次に後者の御質問ですが、御指摘の名古屋事案につきましては、その調査報告書におきまして、「医療的対応のための体制整備や運用が不十分であった」、それから「被収容者の健康状態を的確に把握し、柔軟に仮放免を可能とすべきであった」、それから「職員の人権意識に問題があった」といった問題点等が指摘をされております。入管庁では、調査報告書で示された改善策を中心に、組織業務改革に取り組んできたところ、こうした取組により、常勤医師の確保などの医療体制の強化や、職員の意識改革の促進など、改革の効果が着実に現れています。加えて、今回の改正法案におきましては、例えば、「入管収容施設において、常勤医師を確保する上で支障となっている、民間医療機関と比較した待遇面での格差を是正するため、現行法における常勤医師の兼業要件を緩和し、柔軟な兼業を可能とする」、それから「全件収容主義と批判されている現行法を改め、監理措置を創設し、収容しないで退去強制手続を進めることができる仕組みとした上で、収容した場合であっても、3か月ごとに収容の要否を見直して不必要な収容を回避する」「体調不良者の健康状態を的確に把握して、柔軟な仮放免判断を可能とするため、健康上の理由での仮放免請求について、医師の意見を聴くなど、健康状態に十分配慮して仮放免判断に努めることとする」などの施策を今度の改正法案には盛り込んでいるところです。現在入管庁が取り組んでいる組織・業務改革に加えて、今回の改正法案により、これらの改革を徹底し、名古屋事案と同様の事案を防止することができると考えています。
【記者】
関連ですけれども、検察が公開した5時間の中には、いわゆる非常に問題視された、「鼻から牛乳」「わはははは」とか、「薬きまってるか」などの非常に問題だとされている入管側の発言等々が全く記録されていません。そういったところを意図的に5時間の映像に含んでいなかったかという点と、それから今回のことを非常に皆さん考えてもらいたいというお話ですけれど、検察側には、裁判官から出向している検事さんという方たちもいらっしゃいます。もともと2月から3月の上映といわれていた上映が、三者協議の中で6月21日と非常に遅くなりました。弁護士側は、ウィシュマさんの遺族の方も言っておりますけれども、収容した入管の職員が、相変わらず新たな法改正でも、収容、非収容を全て決めてしまうという意味で、今回の法案は再びウィシュマさんのような被害者を生むんじゃないかと懸念をしております。この点について、まず、「鼻から牛乳」などが削除されているんじゃないかという部分と、6月21日と遅くなった公開についてと、それから入管が一生懸命変えたというわりには、相変わらず入管の職員の権限が拡大する方向の改正になってしまっている。ここに疑義を申し立てているんですね。この点についてお願いいたします。
【大臣】
まず、先ほどのビデオに映っていないというところの御指摘につきましては、これは報告書ではきちんとしているわけですが、今回は、係争中ですので、個別事案における対応ですとか方針等について、私の方から詳細に明らかにすることは司法への影響がありますので、差し控えることが適切と考えていますが、その上で申し上げると、国が提出した約5時間分のビデオ映像は、証拠保全手続で再生された5時間分について裁判所から証拠として提出するように勧告を受け、国として証拠調べの必要性を認めて提出したもので、そして、この当該証拠保全手続で再生された約5時間分は、原告側からの意見を踏まえて、裁判所において判断されたもので、御指摘のような点は当たらないと思っております。引き続き法令に従い、我が方としては適切に対処してまいりたいと思います。

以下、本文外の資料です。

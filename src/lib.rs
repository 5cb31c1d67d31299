//! Spiral k-space readout gradients for MRI.
//!
//! Given the imaging parameters (matrix size, field of view, number of
//! interleaves) and the gradient hardware limits (amplitude, rise time),
//! [`synthesize`] computes the gradient waveform of one spiral arm, sampled
//! every dwell time. Every sample respects the amplitude limit and every pair
//! of consecutive samples respects the slew-rate limit.
//!
//! The other arms are rotated copies, see [`Waveform::arm`].

mod buffer;
pub mod codec;
mod density;
mod design;
mod error;
pub mod params;
mod resample;
pub mod tool;
pub mod value;

use tracing::debug;

// =====================================
// Public API of spiral_waveform
// =====================================

pub use buffer::{GradientSample, MAX_WAVEFORM_SIZE, Waveform, WaveformBuffer};
pub use density::{DensityProfile, Transition};
pub use error::*;
pub use params::{GAMMA_1H, SpiralParams};
pub use value::{Value, ValueDict};

/// Fill `buffer` with the spiral gradient for `params` and return the number
/// of valid samples.
///
/// Sample `i` is the gradient at `i * dwell_time + gradient_delay` after the
/// start of the ramp, so a positive delay drops leading samples and a negative
/// one pads leading zeros. The waveform ends at the first sample on which the
/// arm reaches `base_resolution / (2 * field_of_view)`.
///
/// On error the buffer is left empty. Errors are
/// - [`SpiralError::InvalidParameter`] / [`SpiralError::InvalidDensity`] for
///   parameters that fail [`SpiralParams::validate`],
/// - [`SpiralError::Infeasible`] when the buffer fills up before the target
///   radius is reached,
/// - [`SpiralError::Degenerate`] when derived limits vanish or overflow,
/// - [`SpiralError::DelayExceedsReadout`] when the delay skips every sample.
///
/// # Examples
/// ```
/// use spiral_waveform::{SpiralParams, WaveformBuffer, synthesize};
///
/// let params = SpiralParams::new(128, 16, 0.24, 24e-3, 6e-4, 4e-6);
/// let mut buffer = WaveformBuffer::new();
/// let len = synthesize(&params, &mut buffer).unwrap();
///
/// assert_eq!(buffer.samples().len(), len);
/// for [gx, gy] in buffer.samples() {
///     assert!(gx.hypot(*gy) <= 24e-3 * (1.0 + 1e-6));
/// }
/// ```
pub fn synthesize(params: &SpiralParams, buffer: &mut WaveformBuffer) -> Result<usize, SpiralError> {
    buffer.clear();
    params.validate()?;

    let capacity = buffer.capacity();
    if params.gradient_delay.abs() > capacity as f64 * params.dwell_time {
        return Err(SpiralError::InvalidParameter {
            name: "gradient_delay",
            reason: "must not exceed the buffer duration",
        });
    }

    let design = design::design(params, capacity)?;
    let count = resample::sample_count(
        design.duration(),
        params.gradient_delay,
        params.dwell_time,
    );
    if count <= 0 {
        return Err(SpiralError::DelayExceedsReadout {
            delay: params.gradient_delay,
            readout: design.duration(),
        });
    }

    let len = count as usize;
    let Some(out) = buffer.storage_mut().get_mut(..len) else {
        return Err(SpiralError::Infeasible {
            capacity,
            reached: design.radius,
            target: params.target_radius(),
        });
    };
    resample::resample(
        &design.nodes,
        design.step,
        params.gradient_delay,
        params.dwell_time,
        out,
    );
    resample::verify(
        out,
        params.max_grad_ampl,
        params.max_slew_rate(),
        params.dwell_time,
    )?;

    buffer.set_len(len);
    debug!(samples = len, capacity, "spiral waveform synthesized");
    Ok(len)
}

/// Like [`synthesize`], with a [`MAX_WAVEFORM_SIZE`] buffer, returning the
/// trimmed waveform.
pub fn spiral_waveform(params: &SpiralParams) -> Result<Waveform, SpiralError> {
    let mut buffer = WaveformBuffer::new();
    synthesize(params, &mut buffer)?;
    Ok(Waveform::new(
        buffer.samples().to_vec(),
        params.dwell_time,
        params.spiral_arms,
        params.gamma(),
    ))
}

#[cfg(test)]
mod tests {
    use super::*;

    fn params() -> SpiralParams {
        SpiralParams::new(64, 16, 0.24, 24e-3, 6e-4, 4e-6)
    }

    #[test]
    fn buffer_is_empty_after_failure() {
        let mut buffer = WaveformBuffer::with_capacity(64);
        assert!(matches!(
            synthesize(&params(), &mut buffer),
            Err(SpiralError::Infeasible { capacity: 64, .. })
        ));
        assert!(buffer.is_empty());
    }

    #[test]
    fn invalid_parameters_leave_previous_output_cleared() {
        let mut buffer = WaveformBuffer::new();
        synthesize(&params(), &mut buffer).unwrap();
        assert!(!buffer.is_empty());

        let bad = params().with_readout_os(0.0);
        assert!(synthesize(&bad, &mut buffer).is_err());
        assert!(buffer.is_empty());
    }

    #[test]
    fn delay_past_readout_is_reported() {
        let waveform = spiral_waveform(&params()).unwrap();
        let delay = waveform.duration() + 10.0 * waveform.dwell_time();
        assert!(matches!(
            spiral_waveform(&params().with_gradient_delay(delay)),
            Err(SpiralError::DelayExceedsReadout { .. })
        ));
    }

    #[test]
    fn delay_longer_than_buffer_is_invalid() {
        let p = params().with_gradient_delay(-1.0);
        assert!(matches!(
            spiral_waveform(&p),
            Err(SpiralError::InvalidParameter {
                name: "gradient_delay",
                ..
            })
        ));
    }

    #[test]
    fn waveform_keeps_acquisition_settings() {
        let waveform = spiral_waveform(&params()).unwrap();
        assert_eq!(waveform.dwell_time(), 4e-6);
        assert_eq!(waveform.spiral_arms(), 16);
        assert!(!waveform.is_empty());
    }
}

それから、残りの質問につきましては、繰り返しになるので、お答えしなくてもいいかなと思いますけど、御指摘の(今回公開された)5分のビデオ映像につきましては、国が証拠として提出し、これから裁判所において取調べを受けることになっている約5時間分のビデオ映像の一部を、原告側が勝手に編集をして、マスコミに提供したり、ネットに公開するなどしたものであると承知をしています。私からこれ以上のコメントは差し控えますが、こういう行為については皆さんも考えていただきたいなというふうに思っているところです。あと、法案と、我々が今までやってきた対応につきましては、先ほど詳しく申し上げましたので、繰り返しは避けたいなと思っております。